Available August 25 on Smoke Sessions Records
Release Performances August 25 – 27 at Smoke Jazz &
Supper Club
“The greatest thing you’ll ever learn,” Eden Ahbez wrote in
“Nature Boy,” his classic song, “is just to love and be loved in return.” That
may not be something that pianist Harold Mabern has taught in the classroom
during his decades as an influential educator, but it’s certainly a lesson that
he’s passed on time and again by example. On his latest album, To Love and Be
Loved, Mabern is joined by a multi-generational band that brings together one
of his legendary peers with some of his most acclaimed former students – all of
whom play with the same love and respect that Mabern has shared with them over
the years.
Due out August 25 on Smoke Sessions Records, Mabern’s To
Love and Be Loved reunites Mabern with 88-year-old drumming legend Jimmy Cobb,
with whom he first played in Miles Davis’s band during a brief but memorable
stint in 1963. The rhythm section is completed by the impeccably swinging
bassist Nat Reeves, while the frontline features Mabern’s prize student and
frequent collaborator Eric Alexander on tenor saxophone and, on three tracks,
another Mabern protégé, trumpeter Freddie Hendrix. Master percussionist Cyro
Baptista completes the line-up with a performance on the opening track.
To Love and Be Loved takes its name not from the “Nature
Boy” line quoted above (à propos as it may be), but from a rarely revived Jimmy
Van Heusen/Sammy Cahn tune written for the classic 1958 film Some Came Running.
Originally performed by Frank Sinatra in a lush Nelson Riddle arrangement, the
song was nominated for an Oscar but hasn’t been a major part of the jazz
songbook since. Long a fan of the song, Mabern was determined to record it,
albeit with a completely different feel. In the rendition that opens the album,
the sweeping ballad is transformed into an up-tempo number with a slight bossa
nova feel.
While he learned most valuable lessons the old-fashioned way
– on the bandstand – Mabern has endeavored to pass along similar experiences to
his students during his remarkable 36-year tenure at William Paterson University.

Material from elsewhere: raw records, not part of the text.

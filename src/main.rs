fn main() {
    if let Err(err) = bitfield_svg::run() {
        eprintln!("error: {err}");
        std::process::exit(1);
    }
}
use crate::config::OptionsSpec;
use anyhow::Result;
use serde::Deserialize;
use std::fmt;
use std::path::Path;

/// One field of a register, in declaration order (least significant first).
#[derive(Debug, Clone, Default, PartialEq, Deserialize)]
pub struct Segment {
    pub bits: i64,
    #[serde(default)]
    pub name: Option<String>,
    #[serde(default)]
    pub attr: Option<String>,
    #[serde(default, rename = "type")]
    pub kind: Option<SegmentKind>,
}

impl Segment {
    pub fn new(bits: i64) -> Self {
        Self {
            bits,
            ..Self::default()
        }
    }

    pub fn named(name: impl Into<String>, bits: i64) -> Self {
        Self {
            bits,
            name: Some(name.into()),
            ..Self::default()
        }
    }

    pub fn with_attr(mut self, attr: impl Into<String>) -> Self {
        self.attr = Some(attr.into());
        self
    }

    pub fn with_kind(mut self, kind: impl Into<SegmentKind>) -> Self {
        self.kind = Some(kind.into());
        self
    }
}

/// Highlight category. Register descriptions write it either as a number or
/// as a string; both are compared by their string form.
#[derive(Debug, Clone, PartialEq, Eq, Deserialize)]
#[serde(untagged)]
pub enum SegmentKind {
    Number(i64),
    Text(String),
}

impl fmt::Display for SegmentKind {
    fn fmt(&self, f: &mut fmt::Formatter<'_>) -> fmt::Result {
        match self {
            Self::Number(value) => write!(f, "{value}"),
            Self::Text(value) => f.write_str(value),
        }
    }
}

impl From<i32> for SegmentKind {
    fn from(value: i32) -> Self {
        Self::Number(i64::from(value))
    }
}

impl From<i64> for SegmentKind {
    fn from(value: i64) -> Self {
        Self::Number(value)
    }
}

impl From<&str> for SegmentKind {
    fn from(value: &str) -> Self {
        Self::Text(value.to_string())
    }
}

/// A segment with its absolute and lane-relative bit positions resolved.
#[derive(Debug, Clone, PartialEq)]
pub struct PlacedSegment {
    pub segment: Segment,
    pub lsb: i64,
    pub msb: i64,
    pub lsbm: i64,
    pub msbm: i64,
    /// Appended by the engine to cover bits no declared segment reaches.
    pub implicit: bool,
}

impl PlacedSegment {
    pub fn name(&self) -> Option<&str> {
        self.segment.name.as_deref()
    }

    pub fn attr(&self) -> Option<&str> {
        self.segment.attr.as_deref()
    }

    pub fn kind(&self) -> Option<&SegmentKind> {
        self.segment.kind.as_ref()
    }
}

/// A register description: the segment list plus any options it carries.
#[derive(Debug, Clone, Default, PartialEq)]
pub struct Register {
    pub segments: Vec<Segment>,
    pub options: OptionsSpec,
}

#[derive(Deserialize)]
#[serde(untagged)]
enum RegisterFile {
    Bare(Vec<Segment>),
    Document {
        reg: Vec<Segment>,
        #[serde(default)]
        options: OptionsSpec,
    },
}

/// Parses either a bare segment array or `{ "reg": [...], "options": {...} }`.
/// JSON5 syntax (comments, trailing commas) is accepted.
pub fn parse_register(input: &str) -> Result<Register> {
    let parsed: RegisterFile = json5::from_str(input)?;
    Ok(match parsed {
        RegisterFile::Bare(segments) => Register {
            segments,
            options: OptionsSpec::default(),
        },
        RegisterFile::Document { reg, options } => Register {
            segments: reg,
            options,
        },
    })
}

pub fn load_register(path: &Path) -> Result<Register> {
    let contents = std::fs::read_to_string(path)?;
    parse_register(&contents)
}
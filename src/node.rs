//! Abstract markup tree shared by the layout engine and the serializer.
//!
//! A [`Node`] is either a leaf carrying literal text or an element carrying
//! ordered children. Attributes keep insertion order, and that order is the
//! order they are written out in.

use std::fmt::{self, Write};

#[derive(Debug, Clone, PartialEq)]
pub enum AttrValue {
    Int(i64),
    Float(f64),
    Str(String),
}

impl fmt::Display for AttrValue {
    fn fmt(&self, f: &mut fmt::Formatter<'_>) -> fmt::Result {
        match self {
            Self::Int(value) => write!(f, "{value}"),
            Self::Float(value) => f.write_str(&format_float(*value)),
            Self::Str(value) => f.write_str(value),
        }
    }
}

impl From<i32> for AttrValue {
    fn from(value: i32) -> Self {
        Self::Int(i64::from(value))
    }
}

impl From<i64> for AttrValue {
    fn from(value: i64) -> Self {
        Self::Int(value)
    }
}

impl From<f64> for AttrValue {
    fn from(value: f64) -> Self {
        Self::Float(value)
    }
}

impl From<&str> for AttrValue {
    fn from(value: &str) -> Self {
        Self::Str(value.to_string())
    }
}

impl From<String> for AttrValue {
    fn from(value: String) -> Self {
        Self::Str(value)
    }
}

/// Integral floats keep a trailing `.0` so coordinates read the same
/// whether or not they happen to land on a whole pixel.
pub fn format_float(value: f64) -> String {
    if value.is_finite() && value.fract() == 0.0 && value.abs() < 1e16 {
        format!("{value:.1}")
    } else {
        format!("{value}")
    }
}

#[derive(Debug, Clone, PartialEq)]
pub enum Content {
    Text(String),
    Children(Vec<Node>),
}

#[derive(Debug, Clone, PartialEq)]
pub struct Node {
    pub tag: String,
    pub attrs: Vec<(String, AttrValue)>,
    pub content: Content,
}

impl Node {
    /// Element with no attributes and no children yet.
    pub fn element(tag: impl Into<String>) -> Self {
        Self {
            tag: tag.into(),
            attrs: Vec::new(),
            content: Content::Children(Vec::new()),
        }
    }

    pub fn leaf(tag: impl Into<String>, text: impl Into<String>) -> Self {
        Self {
            tag: tag.into(),
            attrs: Vec::new(),
            content: Content::Text(text.into()),
        }
    }

    pub fn attr(mut self, name: impl Into<String>, value: impl Into<AttrValue>) -> Self {
        self.attrs.push((name.into(), value.into()));
        self
    }

    pub fn with_text(mut self, text: impl Into<String>) -> Self {
        self.content = Content::Text(text.into());
        self
    }

    pub fn with_children(mut self, children: Vec<Node>) -> Self {
        self.content = Content::Children(children);
        self
    }

    pub fn get_attr(&self, name: &str) -> Option<&AttrValue> {
        self.attrs
            .iter()
            .find(|(key, _)| key == name)
            .map(|(_, value)| value)
    }

    pub fn children(&self) -> &[Node] {
        match &self.content {
            Content::Children(children) => children,
            Content::Text(_) => &[],
        }
    }

    pub fn text(&self) -> Option<&str> {
        match &self.content {
            Content::Text(text) => Some(text),
            Content::Children(_) => None,
        }
    }

    pub fn to_markup(&self) -> String {
        serialize(self)
    }
}

impl fmt::Display for Node {
    fn fmt(&self, f: &mut fmt::Formatter<'_>) -> fmt::Result {
        write_node(self, f)
    }
}

/// Renders a node tree to markup text. Values are interpolated verbatim;
/// nothing is escaped.
pub fn serialize(node: &Node) -> String {
    let mut out = String::new();
    // Writing into a String cannot fail.
    let _ = write_node(node, &mut out);
    out
}

fn write_node<W: Write>(node: &Node, out: &mut W) -> fmt::Result {
    let empty = match &node.content {
        Content::Text(text) => text.is_empty(),
        Content::Children(children) => children.is_empty(),
    };
    write!(out, "<{}", node.tag)?;
    for (name, value) in &node.attrs {
        write!(out, " {name}=\"{value}\"")?;
    }
    if empty {
        return out.write_str("/>");
    }
    out.write_char('>')?;
    match &node.content {
        Content::Text(text) => out.write_str(text)?,
        Content::Children(children) => {
            for child in children {
                write_node(child, out)?;
            }
        }
    }
    write!(out, "</{}>", node.tag)
}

The results speak for themselves – a partial list of graduates who’ve come
under his tutelage include, in addition to Alexander and Hendrix, Tyshawn
Sorey, Joe Farnsworth, Bill Stewart, Johnathan Blake, Roxy Coss and Mark
Guiliana.
“The way I teach, you have to learn by using your ears, the
way Charlie Parker and Dizzy Gillespie did,” Mabern explains. “This music
didn’t come from the school; this music comes from the streets. School is just
an enhancement.”
True to his determination not to draw a line between
educational and practical experience, Mabern approached To Love and Be Loved in
the same way. The recording date followed a weekend of performances at Smoke
Jazz & Supper Club, the label’s namesake venue, with little planned in the
way of repertoire and no music on the stands. The things that worked live,
including Hendrix’s impromptu appearance with the band, were carried into the
studio, though only the title track, Hendrix’s arrangement of Lee Morgan’s “The
Gigolo,” and Mabern’s radically revised “I Get a Kick Out of You,” were decided
on beforehand.
With musicians this skilled, little more is needed. The most
important common element, Mabern notes, comes from yet another quotation, this
one better known in jazz circles – “It don’t mean a thing if it ain’t got that
swing.”
“There’s two things you can’t teach in this business,”
Mabern states. “You can’t teach people how to swing, and you can’t teach people
how to play the blues. You can write notes down and you can demonstrate, but if
they don’t have the internal instincts to do it, it’s not going to work. Jimmy
Cobb likes to swing. Eric Alexander likes to swing. Nat Reeves has a beautiful,
big beat, and he likes to swing. We’re what you might call traditionalists.
That’s the thing that made it such a joy.”
In discussing his reimaging of classic tunes and the
inspiration for the album, Mabern quotes an unlikely mentor for a jazz
musician: Albert Einstein. The famed physicist once said, “Imagination is more
important than knowledge. For knowledge is limited to all we now know and
understand, while imagination embraces the entire world, and all there ever
will be to know and understand.” Mabern took that message to heart, letting his
own imagination run free on his new release, To Love and Be Loved.
“To Love and Be Loved” was produced by Paul Stache and Damon
Smith and recorded live in New York at Sear Sound’s Studio C on a Sear-Avalon
custom console at 96KHz/24bit and mixed to ½” analog tape using a Studer
mastering deck. Available in audiophile HD format.